Work request:
For each line of the data below that holds "oneshot", copy the line.

*** Opening of Data in this exercise ***

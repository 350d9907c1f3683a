// Per-provider request queue with sliding-window admission and retries
// Author: kelexine (https://github.com/kelexine)

use super::events::{LimiterEvent, LimiterObserver, TracingObserver};
use super::models::{LimiterConfig, LimiterStats};
use super::window::RateWindow;
use crate::error::{GovernorError, Result};
use crate::utils::retry::{create_backoff, MAX_RETRY_DELAY};
use backoff::{backoff::Backoff, ExponentialBackoff};
use futures::future::{BoxFuture, FutureExt};
use parking_lot::Mutex;
use serde_json::Value;
use std::collections::VecDeque;
use std::future::Future;
use std::sync::atomic::{AtomicBool, AtomicUsize, Ordering};
use std::sync::Arc;
use std::time::Duration;
use tokio::sync::{oneshot, Notify};
use tokio::task::JoinHandle;
use tokio::time::Instant;
use tracing::debug;
use uuid::Uuid;

/// How long the worker sleeps when every concurrency slot is taken.
pub const CONCURRENCY_POLL_INTERVAL: Duration = Duration::from_millis(100);

type Work<T> = Box<dyn FnMut() -> BoxFuture<'static, Result<T>> + Send>;

struct QueueItem<T> {
    id: Uuid,
    work: Work<T>,
    enqueued_at: Instant,
    attempt: u32,
    backoff: ExponentialBackoff,
    responder: oneshot::Sender<Result<T>>,
}

impl<T> QueueItem<T> {
    fn settle(self, result: Result<T>) {
        // The caller may have stopped waiting; nothing left to do then.
        let _ = self.responder.send(result);
    }
}

struct Shared<T> {
    name: String,
    config: LimiterConfig,
    queue: Mutex<VecDeque<QueueItem<T>>>,
    window: Mutex<RateWindow>,
    in_flight: AtomicUsize,
    closed: AtomicBool,
    wake: Notify,
    observer: Arc<dyn LimiterObserver>,
}

impl<T> Shared<T> {
    fn emit(&self, event: LimiterEvent) {
        self.observer.on_event(&self.name, &event);
    }

    fn publish_gauges(&self, queue_length: usize) {
        crate::metrics::update_limiter_gauges(
            &self.name,
            queue_length,
            self.in_flight.load(Ordering::SeqCst),
        );
    }

    fn enqueue(&self, item: QueueItem<T>, front: bool) {
        if self.closed.load(Ordering::SeqCst) {
            item.settle(Err(GovernorError::QueueCleared));
            return;
        }

        let id = item.id;
        let queue_length = {
            let mut queue = self.queue.lock();
            if front {
                queue.push_front(item);
            } else {
                queue.push_back(item);
            }
            queue.len()
        };

        if !front {
            self.emit(LimiterEvent::Queued { id, queue_length });
        }
        self.publish_gauges(queue_length);
        self.wake.notify_one();
    }

    fn drain(&self) -> usize {
        let drained: Vec<QueueItem<T>> = self.queue.lock().drain(..).collect();
        let rejected = drained.len();
        for item in drained {
            item.settle(Err(GovernorError::QueueCleared));
        }
        self.emit(LimiterEvent::QueueCleared { rejected });
        self.publish_gauges(0);
        rejected
    }
}

/// Decrements the in-flight counter even if the work future panics.
struct InFlightGuard<T> {
    shared: Arc<Shared<T>>,
}

impl<T> Drop for InFlightGuard<T> {
    fn drop(&mut self) {
        self.shared.in_flight.fetch_sub(1, Ordering::SeqCst);
        let queue_length = self.shared.queue.lock().len();
        self.shared.publish_gauges(queue_length);
    }
}

/// Admission control for one upstream provider.
///
/// Work submitted through [`RateLimiter::execute`] is queued and dispatched by
/// a single worker task, subject to per-minute and per-hour sliding windows and
/// a concurrency ceiling. Transient failures are retried with doubling delays
/// and put back at the head of the queue. Every submitted item settles exactly
/// once: with its result, with its final error, or with
/// [`GovernorError::QueueCleared`].
pub struct RateLimiter<T = Value> {
    shared: Arc<Shared<T>>,
    worker: Mutex<Option<JoinHandle<()>>>,
}

impl<T: Send + 'static> RateLimiter<T> {
    /// Create a limiter and spawn its worker. Must be called inside a Tokio runtime.
    pub fn new(name: impl Into<String>, config: LimiterConfig) -> Self {
        Self::with_observer(name, config, Arc::new(TracingObserver))
    }

    pub fn with_observer(
        name: impl Into<String>,
        mut config: LimiterConfig,
        observer: Arc<dyn LimiterObserver>,
    ) -> Self {
        // Zero limits would never admit anything.
        config.requests_per_minute = config.requests_per_minute.max(1);
        config.requests_per_hour = config.requests_per_hour.max(1);
        config.max_concurrent = config.max_concurrent.max(1);

        let shared = Arc::new(Shared {
            name: name.into(),
            config,
            queue: Mutex::new(VecDeque::new()),
            window: Mutex::new(RateWindow::new()),
            in_flight: AtomicUsize::new(0),
            closed: AtomicBool::new(false),
            wake: Notify::new(),
            observer,
        });

        let worker = tokio::spawn(run_worker(Arc::clone(&shared)));
        debug!(limiter = %shared.name, "Rate limiter started");

        Self {
            shared,
            worker: Mutex::new(Some(worker)),
        }
    }

    pub fn name(&self) -> &str {
        &self.shared.name
    }

    pub fn config(&self) -> &LimiterConfig {
        &self.shared.config
    }

    /// Queue `work` and return a future that settles when the item does.
    ///
    /// The item is queued before this returns; the returned future only waits.
    /// `work` may be invoked more than once if it fails with a retryable error.
    pub fn execute<F, Fut>(&self, mut work: F) -> impl Future<Output = Result<T>> + Send + 'static
    where
        F: FnMut() -> Fut + Send + 'static,
        Fut: Future<Output = Result<T>> + Send + 'static,
    {
        let (responder, settled) = oneshot::channel();
        let item = QueueItem {
            id: Uuid::new_v4(),
            work: Box::new(move || work().boxed()),
            enqueued_at: Instant::now(),
            attempt: 0,
            backoff: create_backoff(self.shared.config.base_retry_delay()),
            responder,
        };
        self.shared.enqueue(item, false);

        async move {
            settled.await.unwrap_or_else(|_| {
                Err(GovernorError::unclassified(
                    "rate limiter stopped before the request settled",
                ))
            })
        }
    }

    /// Reject every item that has not been dispatched yet. In-flight calls are untouched.
    pub fn clear_queue(&self) -> usize {
        self.shared.drain()
    }

    pub fn stats(&self) -> LimiterStats {
        let now = Instant::now();
        let (requests_last_minute, requests_last_hour) = self.shared.window.lock().counts(now);
        LimiterStats {
            queue_length: self.shared.queue.lock().len(),
            concurrent_requests: self.shared.in_flight.load(Ordering::SeqCst),
            requests_last_minute,
            requests_last_hour,
            limits: self.shared.config.limits(),
        }
    }

    /// Stop the worker and reject everything still queued.
    ///
    /// Items waiting out a retry delay are rejected when they would re-enter
    /// the queue. Calls already dispatched run to completion.
    pub fn shutdown(&self) {
        if self.shared.closed.swap(true, Ordering::SeqCst) {
            return;
        }
        if let Some(worker) = self.worker.lock().take() {
            worker.abort();
        }
        let rejected = self.shared.drain();
        debug!(limiter = %self.shared.name, rejected, "Rate limiter stopped");
    }

    pub fn is_shut_down(&self) -> bool {
        self.shared.closed.load(Ordering::SeqCst)
    }
}

impl<T> Drop for RateLimiter<T> {
    fn drop(&mut self) {
        self.shared.closed.store(true, Ordering::SeqCst);
        if let Some(worker) = self.worker.lock().take() {
            worker.abort();
        }
        let drained: Vec<QueueItem<T>> = self.shared.queue.lock().drain(..).collect();
        for item in drained {
            item.settle(Err(GovernorError::QueueCleared));
        }
    }
}

async fn run_worker<T: Send + 'static>(shared: Arc<Shared<T>>) {
    let per_minute = shared.config.requests_per_minute;
    let per_hour = shared.config.requests_per_hour;
    let max_concurrent = shared.config.max_concurrent;

    loop {
        let is_empty = shared.queue.lock().is_empty();
        if is_empty {
            shared.wake.notified().await;
            continue;
        }

        let now = Instant::now();
        let blocked = {
            let mut window = shared.window.lock();
            window.prune(now);
            window.wait_time(now, per_minute, per_hour)
        };
        if let Some((window, wait)) = blocked {
            shared.emit(LimiterEvent::RateLimited { window, wait });
            tokio::time::sleep(wait).await;
            continue;
        }

        if shared.in_flight.load(Ordering::SeqCst) >= max_concurrent {
            tokio::time::sleep(CONCURRENCY_POLL_INTERVAL).await;
            continue;
        }

        let next = shared.queue.lock().pop_front();
        let Some(item) = next else {
            continue;
        };

        shared.window.lock().record(now);
        shared.in_flight.fetch_add(1, Ordering::SeqCst);
        let queue_length = shared.queue.lock().len();
        shared.publish_gauges(queue_length);
        shared.emit(LimiterEvent::Processing {
            id: item.id,
            attempt: item.attempt,
            waited: now.saturating_duration_since(item.enqueued_at),
        });

        tokio::spawn(dispatch(Arc::clone(&shared), item));
    }
}

async fn dispatch<T: Send + 'static>(shared: Arc<Shared<T>>, mut item: QueueItem<T>) {
    let guard = InFlightGuard {
        shared: Arc::clone(&shared),
    };
    let result = (item.work)().await;
    drop(guard);

    match result {
        Ok(value) => {
            shared.emit(LimiterEvent::Completed { id: item.id });
            item.settle(Ok(value));
        }
        Err(err) if err.is_retryable() && item.attempt < shared.config.max_retries => {
            item.attempt += 1;
            let delay = item.backoff.next_backoff().unwrap_or(MAX_RETRY_DELAY);
            shared.emit(LimiterEvent::Retry {
                id: item.id,
                attempt: item.attempt,
                delay,
            });
            tokio::time::sleep(delay).await;
            shared.enqueue(item, true);
        }
        Err(err) => {
            shared.emit(LimiterEvent::Failed {
                id: item.id,
                error: err.kind(),
            });
            item.settle(Err(err));
        }
    }
}

#[cfg(test)]
mod tests {
    use super::*;
    use std::sync::atomic::AtomicU32;

    #[derive(Default)]
    struct Recorder {
        events: Mutex<Vec<&'static str>>,
    }

    impl LimiterObserver for Recorder {
        fn on_event(&self, _limiter: &str, event: &LimiterEvent) {
            self.events.lock().push(event.name());
        }
    }

    #[tokio::test(start_paused = true)]
    async fn test_execute_resolves_value() {
        let limiter: RateLimiter<u32> = RateLimiter::new("unit", LimiterConfig::default());
        let result = limiter.execute(|| async { Ok(7) }).await;
        assert_eq!(result.unwrap(), 7);
    }

    #[tokio::test(start_paused = true)]
    async fn test_event_sequence_for_retry() {
        let recorder = Arc::new(Recorder::default());
        let limiter: RateLimiter<u32> = RateLimiter::with_observer(
            "unit",
            LimiterConfig::default().with_retries(3, Duration::from_millis(10)),
            recorder.clone(),
        );

        let calls = Arc::new(AtomicU32::new(0));
        let counter = calls.clone();
        let result = limiter
            .execute(move || {
                let counter = counter.clone();
                async move {
                    if counter.fetch_add(1, Ordering::SeqCst) == 0 {
                        Err(GovernorError::from_status(503, "busy"))
                    } else {
                        Ok(1)
                    }
                }
            })
            .await;

        assert_eq!(result.unwrap(), 1);
        assert_eq!(
            *recorder.events.lock(),
            vec!["queued", "processing", "retry", "processing", "completed"]
        );
    }

    #[tokio::test(start_paused = true)]
    async fn test_stats_track_windows() {
        let limiter: RateLimiter<()> = RateLimiter::new("unit", LimiterConfig::new(10, 100, 2));
        for _ in 0..3 {
            limiter.execute(|| async { Ok(()) }).await.unwrap();
        }

        let stats = limiter.stats();
        assert_eq!(stats.queue_length, 0);
        assert_eq!(stats.requests_last_minute, 3);
        assert_eq!(stats.requests_last_hour, 3);
        assert_eq!(stats.limits.requests_per_minute, 10);

        tokio::time::advance(Duration::from_secs(61)).await;
        let stats = limiter.stats();
        assert_eq!(stats.requests_last_minute, 0);
        assert_eq!(stats.requests_last_hour, 3);
    }

    #[tokio::test(start_paused = true)]
    async fn test_shutdown_rejects_new_work() {
        let limiter: RateLimiter<()> = RateLimiter::new("unit", LimiterConfig::default());
        limiter.shutdown();
        assert!(limiter.is_shut_down());

        let err = limiter.execute(|| async { Ok(()) }).await.unwrap_err();
        assert!(matches!(err, GovernorError::QueueCleared));
    }
}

*** Close of Data in this exercise ***

Problem solution:
use tokio::sync::{oneshot, Notify};
    responder: oneshot::Sender<Result<T>>,
        let (responder, settled) = oneshot::channel();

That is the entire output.